En ce début d’année, cet article est l’occasion d’aborder rapidement les divers axes de développements, les différents acteurs du séquençage haut-débit de deuxième génération.
– Commençons par Life Technologies et sa gamme Ion Torrent. En fin d’année 2013, la Ion Community (forum où se retrouvent les utilisateurs de la technologie Ion Torrent) s’agite à l’annonce de 3 nouveautés majeures (early access program) :
(i) L’accès à une nouvelle chimie de séquençage, la Hi-Q ™, permettant d’accroître la fiabilité de séquençage. Les erreurs seraient réduites de 90 %, ceci même au niveau des homopolymères, et pour des reads de 400 bases, témoignage de Dag Harmsen à l’appui ! En clair, il semble que ce soit l’enzyme (what else ?) qui ait été remplacé.

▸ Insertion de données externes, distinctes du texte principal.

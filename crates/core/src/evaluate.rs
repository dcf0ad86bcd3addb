//! Answer evaluation for all question kinds.
//!
//! Submitted answers are compared against the stored correct answer after
//! trimming and lowercasing. True/false questions accept a bilingual set of
//! synonyms, and free-text questions match on token overlap against the
//! correct answer's tokens.

use std::collections::HashSet;

use crate::model::{Question, QuestionKind};

/// Minimum share of the correct answer's tokens a free-text submission must
/// cover to count as correct.
pub const DEFAULT_MATCH_THRESHOLD: f64 = 0.8;

const TRUE_SYNONYMS: &[&str] = &["true", "صح", "صحيح", "1", "yes", "نعم"];
const FALSE_SYNONYMS: &[&str] = &["false", "خطأ", "خاطئ", "0", "no", "لا"];

/// Outcome of grading one submitted answer.
#[derive(Debug, Clone, Copy, PartialEq, Eq)]
pub struct Evaluation {
    pub is_correct: bool,
    pub points_earned: u32,
}

impl Evaluation {
    fn graded(question: &Question, is_correct: bool) -> Self {
        Self {
            is_correct,
            points_earned: if is_correct { question.points() } else { 0 },
        }
    }
}

/// Grades `submitted` against `question` with the default match threshold.
#[must_use]
pub fn evaluate_answer(question: &Question, submitted: &str) -> Evaluation {
    evaluate_answer_with_threshold(question, submitted, DEFAULT_MATCH_THRESHOLD)
}

/// Grades `submitted` against `question`, using `threshold` for the
/// token-overlap match on fill-in-blank and short-answer questions.
#[must_use]
pub fn evaluate_answer_with_threshold(
    question: &Question,
    submitted: &str,
    threshold: f64,
) -> Evaluation {
    let submitted = normalize(submitted);
    let correct = normalize(question.correct_answer());

    let is_correct = match question.kind() {
        QuestionKind::MultipleChoice { .. } => submitted == correct,
        QuestionKind::TrueFalse => match (truthiness(&submitted), truthiness(&correct)) {
            (Some(a), Some(b)) => a == b,
            _ => false,
        },
        QuestionKind::FillInBlank | QuestionKind::ShortAnswer => {
            submitted == correct || token_overlap(&submitted, &correct) >= threshold
        }
    };

    Evaluation::graded(question, is_correct)
}

fn normalize(s: &str) -> String {
    s.trim().to_lowercase()
}

/// Maps a normalized token onto a boolean if it is a known true/false
/// synonym in either language.
fn truthiness(token: &str) -> Option<bool> {
    if TRUE_SYNONYMS.contains(&token) {
        Some(true)
    } else if FALSE_SYNONYMS.contains(&token) {
        Some(false)
    } else {
        None
    }
}

/// Share of `correct`'s whitespace tokens that also appear in `submitted`.
/// An empty correct answer yields 0.
fn token_overlap(submitted: &str, correct: &str) -> f64 {
    let correct_tokens: HashSet<&str> = correct.split_whitespace().collect();
    if correct_tokens.is_empty() {
        return 0.0;
    }
    let submitted_tokens: HashSet<&str> = submitted.split_whitespace().collect();
    let shared = correct_tokens.intersection(&submitted_tokens).count();
    shared as f64 / correct_tokens.len() as f64
}

//
// ─── TESTS ─────────────────────────────────────────────────────────────────────
//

(ii) La deuxième annonce concerne l’arrivée de la chimie Avalanche où plusieurs heures d’amplification clonale à l’aide d’un automate One-Touch peuvent être remplacées par l’emploi d’un tube, ce qui prend alors 2 heures pour obtenir une librairie de 500 pb, et ce, de façon isothermique. Un choc de simplification qui ravira les utilisateurs pour lesquels cette étape est limitante.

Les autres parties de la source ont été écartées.